Adsorption bed Column D is then subjected to the displacement of the chlorobenzene desorbent solvent with purified chlorosilanes as shown in Part IV of Figure 1. Purified chlorosilane product is passed from tank 16 in Part I through lines 14 and 58 into high purity chlorosilane tank 60.

From tank 60, the purified chlorosilane is passed through line 62 into tank D to displace the chlorobenzene in the adsorbent bed in Column D. From Column D, the chlorobenzene and purified chlorosilanes are passed through overhead line 64 to distillation column 66. In distillation Column 66 the chlorobenzene desorbent solvent is distilled overhead and passes through line 68, valve 54 and line 56 back into the chlorobenzene feed tank 32. The purified stream of chlorosilane product, as purified or separated from the chlorobenzene in distillation Column 66, then passes through line 70 into high purity chlorosilane feed tank 60, where it is kept for further use in the rejuvenation process of the adsorbent bed columns. At this point, Column D may now be reinserted into the adsorbent bed for adsorption of the biphenyls from the impure stream of chlorosilanes coming from tank 4, as shown in part I of Figure 1, and another column may be taken out if it has reached its adsorption capacity and subjected to the rejuvenation procedures of Parts II, III and IV as explained above, of Figure 1.

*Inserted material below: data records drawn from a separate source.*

use actix_web::{web, HttpResponse};
use chrono::{DateTime, Utc};
use serde::{Deserialize, Serialize};
use trellis_core::{ChatRequest, RequestOrigin};
use trellis_dispatch::DispatchOutcome;

use crate::error::AppError;
use crate::state::AppState;

#[derive(Debug, Deserialize)]
pub struct ChatBody {
    pub thread_id: String,
    pub message: String,
    #[serde(default)]
    pub model: Option<String>,
    #[serde(default)]
    pub user_id: Option<String>,
}

#[derive(Debug, Serialize)]
pub struct ChatResponseBody {
    pub response: String,
    pub model: String,
    pub thread_id: String,
    pub timestamp: DateTime<Utc>,
}

pub async fn send(
    state: web::Data<AppState>,
    body: web::Json<ChatBody>,
) -> Result<HttpResponse, AppError> {
    let body = body.into_inner();
    let mut request = ChatRequest::new(
        RequestOrigin::Http,
        body.thread_id.clone(),
        body.user_id.unwrap_or_else(|| "api".to_string()),
        body.message,
    );
    if let Some(model) = body.model {
        request = request.with_alias(model);
    }

    match state.dispatcher.dispatch(request).await {
        DispatchOutcome::Reply(reply) => Ok(HttpResponse::Ok().json(ChatResponseBody {
            response: reply.text,
            model: reply.model_id,
            thread_id: body.thread_id,
            timestamp: Utc::now(),
        })),
        DispatchOutcome::Failed { kind, message } => Err(AppError::Dispatch { kind, message }),
    }
}
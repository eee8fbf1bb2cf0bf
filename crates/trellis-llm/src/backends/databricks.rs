use async_trait::async_trait;
use reqwest::Client;

use super::openai_compat;
use super::ChatBackend;
use crate::catalog::ModelDescriptor;
use crate::error::BackendError;
use crate::router::InvokeParams;
use crate::wire::{CompletionOutcome, CompletionRequest, WireMessage};

/// Databricks serving endpoints. OpenAI-compatible request shape; error
/// bodies arrive as `{"error_code": ..., "message": ...}`.
pub struct DatabricksBackend {
    client: Client,
}

impl DatabricksBackend {
    pub fn new(client: Client) -> Self {
        Self { client }
    }
}

fn read_error_body(body: &str) -> Option<String> {
    let value: serde_json::Value = serde_json::from_str(body).ok()?;
    let message = value.get("message")?.as_str()?;
    match value.get("error_code").and_then(|code| code.as_str()) {
        Some(code) => Some(format!("{code}: {message}")),
        None => Some(message.to_string()),
    }
}

#[async_trait]
impl ChatBackend for DatabricksBackend {
    async fn complete(
        &self,
        descriptor: &ModelDescriptor,
        credential: &str,
        messages: &[WireMessage],
        params: &InvokeParams,
    ) -> Result<CompletionOutcome, BackendError> {
        let body = CompletionRequest {
            model: &descriptor.model_id,
            messages,
            max_tokens: params.max_tokens,
            temperature: params.temperature,
        };
        openai_compat::post_chat_completion(
            &self.client,
            &descriptor.base_url,
            credential,
            &body,
            params.timeout,
            read_error_body,
        )
        .await
    }
}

By the above explained procedure and as forth in the schematic diagram of Figure 1, under the most preferred embodiment of the instant case there is a continuous process for the adsorbing of biphenyls from an impure stream of silanes and/or siloxanes as may be desired. It should be noted that the schematic diagram of Figure 1, and as explained above, contains only one preferred embodiment in which the instant process may be utilized in a continuous manner. It should be noted that there may be any modifications to this process than as set forth in the drawing and as is desired and that the instant process can be continuous or may be batch in which the impure stream of silanes and siloxanes are passed through a single column or a number of columns and the columns may be simply shutdown for rejuvenation instead of utilizing the steps set forth in the embodiment of Figure 1. Such modifications of the process of Figure 1 or of any of the steps of the instant process will not be explained in detail since such modifications are obvious to a worker skilled in the art. Suffice to state that the process of the instant case may be modified as is desired to meet a particular need or to be utilized in a manner that produces the most efficiency in a particular purification situation of specific silanes and siloxanes.

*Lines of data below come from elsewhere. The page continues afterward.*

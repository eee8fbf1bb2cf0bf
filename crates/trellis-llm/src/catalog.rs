use std::collections::BTreeMap;
use std::fs;
use std::path::Path;

use anyhow::Context;
use serde::{Deserialize, Serialize};

/// The closed set of backend variants the gateway can talk to. Chosen per
/// descriptor when the catalog is loaded, never branched on elsewhere.
#[derive(Debug, Clone, Copy, Serialize, Deserialize, PartialEq, Eq, Hash)]
#[serde(rename_all = "lowercase")]
pub enum ProviderKind {
    Databricks,
    OpenAi,
    Compatible,
}

impl ProviderKind {
    pub fn as_str(self) -> &'static str {
        match self {
            Self::Databricks => "databricks",
            Self::OpenAi => "openai",
            Self::Compatible => "compatible",
        }
    }
}

/// One routable model. Immutable once the catalog is built.
#[derive(Debug, Clone, Serialize, Deserialize, PartialEq)]
pub struct ModelDescriptor {
    pub alias: String,
    pub provider: ProviderKind,
    pub base_url: String,
    /// Name of the environment variable holding the bearer credential.
    pub credential_env: String,
    pub model_id: String,
}

#[derive(Debug, Deserialize)]
struct CatalogFile {
    default: String,
    models: Vec<ModelDescriptor>,
}

/// Alias table loaded once at startup and read-only thereafter.
#[derive(Debug, Clone)]
pub struct ModelCatalog {
    default_alias: String,
    entries: BTreeMap<String, ModelDescriptor>,
}

impl ModelCatalog {
    pub fn new(default_alias: impl Into<String>, models: Vec<ModelDescriptor>) -> Self {
        let entries = models
            .into_iter()
            .map(|descriptor| (descriptor.alias.clone(), descriptor))
            .collect();
        Self {
            default_alias: default_alias.into(),
            entries,
        }
    }

    /// The built-in table: the foundation models served by a Databricks
    /// workspace, all authenticated with `DATABRICKS_TOKEN`.
    pub fn builtin(databricks_host: &str) -> Self {
        let base_url = format!("{}/serving-endpoints", databricks_host.trim_end_matches('/'));
        let table = [
            ("maverick", "databricks-llama-4-maverick"),
            ("llama-70b", "databricks-meta-llama-3-3-70b-instruct"),
            ("llama-405b", "databricks-meta-llama-3-1-405b-instruct"),
            ("llama-8b", "databricks-meta-llama-3-1-8b-instruct"),
            ("claude-sonnet", "databricks-claude-sonnet-4-5"),
            ("claude-opus", "databricks-claude-opus-4-1"),
            ("gpt-120b", "databricks-gpt-oss-120b"),
        ];

        let models = table
            .into_iter()
            .map(|(alias, model_id)| ModelDescriptor {
                alias: alias.to_string(),
                provider: ProviderKind::Databricks,
                base_url: base_url.clone(),
                credential_env: "DATABRICKS_TOKEN".to_string(),
                model_id: model_id.to_string(),
            })
            .collect();

        Self::new("maverick", models)
    }

    /// Loads a catalog from a JSON file of the shape
    /// `{"default": alias, "models": [descriptor, ...]}`.
    pub fn from_file(path: &Path) -> anyhow::Result<Self> {
        let raw = fs::read_to_string(path)
            .with_context(|| format!("reading model catalog {}", path.display()))?;
        let file: CatalogFile = serde_json::from_str(&raw)
            .with_context(|| format!("parsing model catalog {}", path.display()))?;

        let catalog = Self::new(file.default, file.models);
        if catalog.entries.is_empty() {
            anyhow::bail!("model catalog {} lists no models", path.display());
        }
        if !catalog.entries.contains_key(&catalog.default_alias) {
            anyhow::bail!(
                "model catalog {} default '{}' is not among its models",
                path.display(),
                catalog.default_alias
            );
        }
        Ok(catalog)
    }

    pub fn get(&self, alias: &str) -> Option<&ModelDescriptor> {
        self.entries.get(alias)
    }

    pub fn default_alias(&self) -> &str {
        &self.default_alias
    }

    pub fn descriptors(&self) -> impl Iterator<Item = &ModelDescriptor> {
        self.entries.values()
    }

    /// Alias to underlying model id, sorted by alias.
    pub fn alias_table(&self) -> BTreeMap<String, String> {
        self.entries
            .iter()
            .map(|(alias, descriptor)| (alias.clone(), descriptor.model_id.clone()))
            .collect()
    }

    pub fn len(&self) -> usize {
        self.entries.len()
    }

    pub fn is_empty(&self) -> bool {
        self.entries.is_empty()
    }
}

Although the schematic diagram of Figure 1 shows a specific procedural set-up for chlorosilanes it may be utilized with well known modifications for the purification of siloxanes. It should be noted that the instant process with the above limitations and having an adsorbent bed to adsorb biphenyls from a stream of silanes and siloxanes may be modified in any way or manner to accomplish a specific purpose or meet a suitable need in the removal of biphenyls from streams of silanes or siloxanes.

The examples below are given for the purpose of illustrating the reduction to practice of the instant case. They are not given for any reason or purpose to limit the definition and scope of the instant invention. In the examples and in the disclosure above, the concentration of the biphenyls in the chlorosilane stream was determined as follows. A weighted portion of the chlorosilane effluent was taken and it was contacted with aqueous potassium hydroxide and hexane. The potassium hydroxide reacted with the chlorosilane and specifically the diphenyldichlorosilane so as to retain it in the aqueous phase and the biphenyls to migrate to the hexane phase.

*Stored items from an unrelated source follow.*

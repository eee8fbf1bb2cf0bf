use std::collections::{BTreeMap, HashSet, VecDeque};
use std::sync::Mutex;
use std::time::Duration;

use chrono::{DateTime, Duration as ChronoDuration, Timelike, Utc};
use trellis_core::TokenUsage;

use crate::snapshot::{HourlyBucket, MetricsSnapshot, ModelCounters};

/// Rolling window for the latency average.
const LATENCY_WINDOW: usize = 100;
/// A snapshot carries at most this many trailing hourly buckets.
const SNAPSHOT_BUCKETS: usize = 24;

#[derive(Debug, Default, Clone, Copy)]
struct BucketCounters {
    requests: u64,
    tokens: u64,
}

#[derive(Debug, Default)]
struct MetricsState {
    total_requests: u64,
    failed_requests: u64,
    total_tokens_in: u64,
    total_tokens_out: u64,
    per_model: BTreeMap<String, ModelCounters>,
    users: HashSet<String>,
    hourly: BTreeMap<DateTime<Utc>, BucketCounters>,
    latencies_ms: VecDeque<u64>,
    last_request_at: Option<DateTime<Utc>>,
}

/// Cumulative usage counters for the process lifetime.
///
/// Every field touched by one `record_request` moves under a single lock,
/// so a snapshot can never observe a request count without its paired token
/// counts. The lock is held only for plain field updates, never across I/O.
pub struct MetricsAggregator {
    started_at: DateTime<Utc>,
    state: Mutex<MetricsState>,
}

impl Default for MetricsAggregator {
    fn default() -> Self {
        Self::new()
    }
}

impl MetricsAggregator {
    pub fn new() -> Self {
        Self {
            started_at: Utc::now(),
            state: Mutex::new(MetricsState::default()),
        }
    }

    pub fn started_at(&self) -> DateTime<Utc> {
        self.started_at
    }

    /// Records one dispatch outcome as a single atomic unit.
    pub fn record_request(
        &self,
        alias: &str,
        usage: TokenUsage,
        latency: Duration,
        user_id: &str,
        success: bool,
    ) {
        self.record_at(Utc::now(), alias, usage, latency, user_id, success);
    }

    fn record_at(
        &self,
        now: DateTime<Utc>,
        alias: &str,
        usage: TokenUsage,
        latency: Duration,
        user_id: &str,
        success: bool,
    ) {
        let mut state = self.lock_state();

        state.total_requests += 1;
        if !success {
            state.failed_requests += 1;
        }
        state.total_tokens_in += usage.tokens_in;
        state.total_tokens_out += usage.tokens_out;

        let model = state.per_model.entry(alias.to_string()).or_default();
        model.requests += 1;
        model.tokens += usage.total();

        state.users.insert(user_id.to_string());

        let bucket = state.hourly.entry(hour_floor(now)).or_default();
        bucket.requests += 1;
        bucket.tokens += usage.total();

        let latency_ms = u64::try_from(latency.as_millis()).unwrap_or(u64::MAX);
        state.latencies_ms.push_back(latency_ms);
        while state.latencies_ms.len() > LATENCY_WINDOW {
            state.latencies_ms.pop_front();
        }

        state.last_request_at = Some(now);
    }

    /// Copies the current counters under the lock. The copy is internally
    /// consistent by construction.
    pub fn snapshot(&self) -> MetricsSnapshot {
        let state = self.lock_state();

        let avg_latency_ms = if state.latencies_ms.is_empty() {
            0
        } else {
            state.latencies_ms.iter().sum::<u64>() / state.latencies_ms.len() as u64
        };

        let mut hourly_buckets: Vec<HourlyBucket> = state
            .hourly
            .iter()
            .map(|(hour, counters)| HourlyBucket {
                hour: *hour,
                requests: counters.requests,
                tokens: counters.tokens,
            })
            .collect();
        if hourly_buckets.len() > SNAPSHOT_BUCKETS {
            let excess = hourly_buckets.len() - SNAPSHOT_BUCKETS;
            hourly_buckets.drain(..excess);
        }

        MetricsSnapshot {
            total_requests: state.total_requests,
            failed_requests: state.failed_requests,
            total_tokens_in: state.total_tokens_in,
            total_tokens_out: state.total_tokens_out,
            unique_users: state.users.len() as u64,
            per_model: state.per_model.clone(),
            hourly_buckets,
            avg_latency_ms,
            started_at: self.started_at,
            last_request_at: state.last_request_at,
        }
    }

    /// Zeroes every counter. Administrative action only; nothing calls this
    /// automatically.
    pub fn reset(&self) {
        let mut state = self.lock_state();
        *state = MetricsState::default();
        log::info!("metrics counters reset");
    }

    /// Drops hourly buckets older than `retention`. Returns how many were
    /// dropped.
    pub fn prune_buckets(&self, retention: Duration) -> usize {
        let retention =
            ChronoDuration::from_std(retention).unwrap_or_else(|_| ChronoDuration::hours(24));
        let cutoff = hour_floor(Utc::now() - retention);

        let mut state = self.lock_state();
        let before = state.hourly.len();
        state.hourly.retain(|hour, _| *hour >= cutoff);
        before - state.hourly.len()
    }

    fn lock_state(&self) -> std::sync::MutexGuard<'_, MetricsState> {
        // A panic elsewhere cannot leave these plain counters structurally
        // broken, so a poisoned lock is still usable.
        match self.state.lock() {
            Ok(guard) => guard,
            Err(poisoned) => poisoned.into_inner(),
        }
    }
}

fn hour_floor(ts: DateTime<Utc>) -> DateTime<Utc> {
    ts.with_minute(0)
        .and_then(|t| t.with_second(0))
        .and_then(|t| t.with_nanosecond(0))
        .unwrap_or(ts)
}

The hexane was then taken and separated and concentrated by stripping so as to concentrate the biphenyls. The hexane stream was then passed through gas chromatography to detect the amount of biphenyls in the initial sample in parts per billion. This method was used throughout the instant examples for measuring the concentration of biphenyls, either in the feed stream or in any of the samples from the product effluent streams as set forth in the examples. It should be noted that while the examples below described the removal of biphenyls from diphenyldichlorosilanes, the same procedures can be used to remove biphenyls and the other impurities from any stream of silanes or siloxanes.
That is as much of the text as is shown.